Prior use is a legislated exemption to infringement of a patent in Australia. The public policy behind the exemption is that a party should be able to continue doing what they were doing before a granted patent application was filed without fear of infringement. However, those proposing to rely on the defence need to know that not all prior use scenarios will trigger the exemption and it likely does not give the prior user permission to ‘improve’ its technology within the scope of the patent . We explain more below.
Section 119 of the Patents Act 1990 provides that a person may exploit a patented product, method or process, without infringing the patent, if they were doing so before the invention was patented. ‘Exploitation’ includes making, hiring, selling, using, importing or keeping a product.
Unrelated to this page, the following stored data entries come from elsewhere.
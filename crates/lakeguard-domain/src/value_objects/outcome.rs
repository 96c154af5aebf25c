//! Result of running one check against one entity

use serde::{Deserialize, Serialize};
use thiserror::Error;

/// Tri-state result of a check
#[derive(Debug, Clone, Copy, PartialEq, Eq, Hash, Serialize, Deserialize)]
#[serde(rename_all = "snake_case")]
pub enum CheckStatus {
    /// The entity satisfies the check
    Passed,
    /// The entity violates the check
    Failed,
    /// The check could not reach a verdict (e.g. unknown table size)
    Deferred,
}

impl std::fmt::Display for CheckStatus {
    fn fmt(&self, f: &mut std::fmt::Formatter<'_>) -> std::fmt::Result {
        match self {
            Self::Passed => write!(f, "PASSED"),
            Self::Failed => write!(f, "FAILED"),
            Self::Deferred => write!(f, "DEFERRED"),
        }
    }
}

/// Structural problem with an entity record
#[derive(Error, Debug, Clone, PartialEq, Eq, Serialize, Deserialize)]
#[serde(tag = "kind", rename_all = "snake_case")]
pub enum EntityError {
    /// Qualified name has blank parts
    #[error("entity is missing required identity part(s): {}", parts.join(", "))]
    MissingIdentity {
        /// Names of the blank parts
        parts: Vec<String>,
    },

    /// A field has a blank name
    #[error("field #{index} has an empty name")]
    UnnamedField {
        /// Position of the field in the entity
        index: usize,
    },
}

/// Immutable outcome of one check for one entity
///
/// A failed outcome always carries a reason.
#[derive(Debug, Clone, PartialEq, Eq, Serialize, Deserialize)]
pub struct ValidationOutcome {
    check: String,
    status: CheckStatus,
    reason: Option<String>,
    error: Option<EntityError>,
}

impl ValidationOutcome {
    /// Passing outcome
    pub fn passed(check: impl Into<String>) -> Self {
        Self {
            check: check.into(),
            status: CheckStatus::Passed,
            reason: None,
            error: None,
        }
    }

    /// Passing outcome with an explanatory note
    pub fn passed_with(check: impl Into<String>, note: impl Into<String>) -> Self {
        Self {
            reason: Some(note.into()),
            ..Self::passed(check)
        }
    }

    /// Failing outcome
    pub fn failed(check: impl Into<String>, reason: impl Into<String>) -> Self {
        Self {
            check: check.into(),
            status: CheckStatus::Failed,
            reason: Some(reason.into()),
            error: None,
        }
    }

    /// Outcome for a check that could not decide
    pub fn deferred(check: impl Into<String>, reason: impl Into<String>) -> Self {
        Self {
            check: check.into(),
            status: CheckStatus::Deferred,
            reason: Some(reason.into()),
            error: None,
        }
    }

    /// Failing outcome for a malformed entity
    pub fn rejected(check: impl Into<String>, error: EntityError) -> Self {
        Self {
            check: check.into(),
            status: CheckStatus::Failed,
            reason: Some(format!("malformed entity: {error}")),
            error: Some(error),
        }
    }

    /// Check identifier
    pub fn check(&self) -> &str {
        &self.check
    }

    /// Tri-state status
    pub fn status(&self) -> CheckStatus {
        self.status
    }

    /// Human-readable reason (always set on failure)
    pub fn reason(&self) -> Option<&str> {
        self.reason.as_deref()
    }

    /// Structural error when the entity was rejected
    pub fn error(&self) -> Option<&EntityError> {
        self.error.as_ref()
    }

    /// Whether the check passed
    pub fn is_passed(&self) -> bool {
        self.status == CheckStatus::Passed
    }

    /// Whether the check failed
    pub fn is_failed(&self) -> bool {
        self.status == CheckStatus::Failed
    }

    /// Whether the check deferred
    pub fn is_deferred(&self) -> bool {
        self.status == CheckStatus::Deferred
    }
}

impl std::fmt::Display for ValidationOutcome {
    fn fmt(&self, f: &mut std::fmt::Formatter<'_>) -> std::fmt::Result {
        match &self.reason {
            Some(reason) => write!(f, "[{}] {}: {}", self.status, self.check, reason),
            None => write!(f, "[{}] {}", self.status, self.check),
        }
    }
}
This exemption also applies to the exploitation of a product that is the result of a patented method or process, even if the patent includes no claims directed to the product.
The relevant date with respect to the rights of a prior user is the priority date of the claim in question. Of course, different claims within an Australian patent can have different priority dates and in some circumstances a single claim can have multiple priority dates, but that is a topic for another day.
There are a number of conditions that must be met in order to rely on the prior use exemption. These include:
- exploitation of the invention must have occurred in Australia immediately before the priority date of the claim;
- exploitation must not have stopped (except temporarily);
- knowledge of the invention must not have come from the patentee, unless the patentee made that information public.
Thus the prior use exemption extends to all situations where the invention was being exploited before it was patented and where that use did not stop prior to the priority date. This can include a scenario where a person has taken preliminary steps to exploit (within the terms of the legislation) an invention in Australia before the patent application was filed, but has not actually exploited it. In the words of the legislation, ‘definite steps (contractually or otherwise)’ must have been taken before the priority date. What steps are considered ‘definite’ will always be a question of fact, and the intent, of the defendant as determined by evidence.
If a person has met all the necessary requirements and is exempt from infringement under the prior use provision, they are able to transfer their entitlement to the exemption to another person. Disposing of the right to exploit an invention without infringing a patent must be done in its entirety: the right cannot be partitioned such that part of an otherwise infringing activity is retained but other aspects are transferred to a third party.
The following are hypothetical scenarios exemplifying how the prior use defence might apply.
1. A granted Australian patent, with a priority date in 2015, covers a process for the manufacture of a sunscreen. There are no claims directed to the sunscreen, only the process for its manufacture. Another party has been operating the manufacturing process in Canada since 2014. This third party began exporting and selling the sunscreen made according to the patented process in Australia in 2014 but stopped doing so in 2017. They are considering whether to resume their commercial activities in Australia.
The other party may resume its activities without concern of infringing the patent. The prior use infringement exemption continues to apply since the exploitation in Australia stopped after the priority date. Notably, the defence applies to a product resulting from a patented process.
2. A granted Australian patent, with a priority date in 2015, covers a particular pacemaker. Another party began constructing a manufacturing plant in Australia in 2014 with the intention of making that pacemaker in the plant. The plant became operational in 2016 and the other party has been making and selling the patented pacemakers in Australia ever since.
The other party is exempt from patent infringement because they had taken definite steps to exploit the patented product in Australia immediately before the priority date.
There are few cases dealing with the prior use exemption However, two cases from which important lessons in the application of the law can be learned are worthy of note:
- Quite substantial and conclusive evidence is required for a successful defence under s119: ‘an allegation of prior use should be strictly proved, in the sense that the court determining that question must be satisfied that the proof given is sufficient in the circumstances, having regard to the gravity of the allegation’ Morellini v Mizzi Family Holdings Pty Ltd (2016) 116 IPR 411
- As explained above, entitlement to rely on the prior use defence may be transferred. However, a person’s entitlement to this defence does not provide protection from contributory infringement: ‘the defence under s 119(1) is limited to the alleged infringer’s own acts that exploit a product, method or process in a way that would infringe a patent. The defence does not cover the act of authorising another person to exploit the invention’ Vehicle Monitoring Systems Pty Ltd v Sarb Management Group Pty Ltd (2013) 101 IPR 496
There is currently no case law on how the exemption applies to further developments of the prior use. However, it is generally understood that the exemption applies only to ongoing use which is not changed in any way.
Prior use is one available defence to patent infringement. However, its availability may be fact dependent and so careful analysis is required to ensure that the defence may be relied upon in any proceeding. It should be regarded as a narrow defence rather than as permission for the prior user to do as it wishes within the scope of the patent.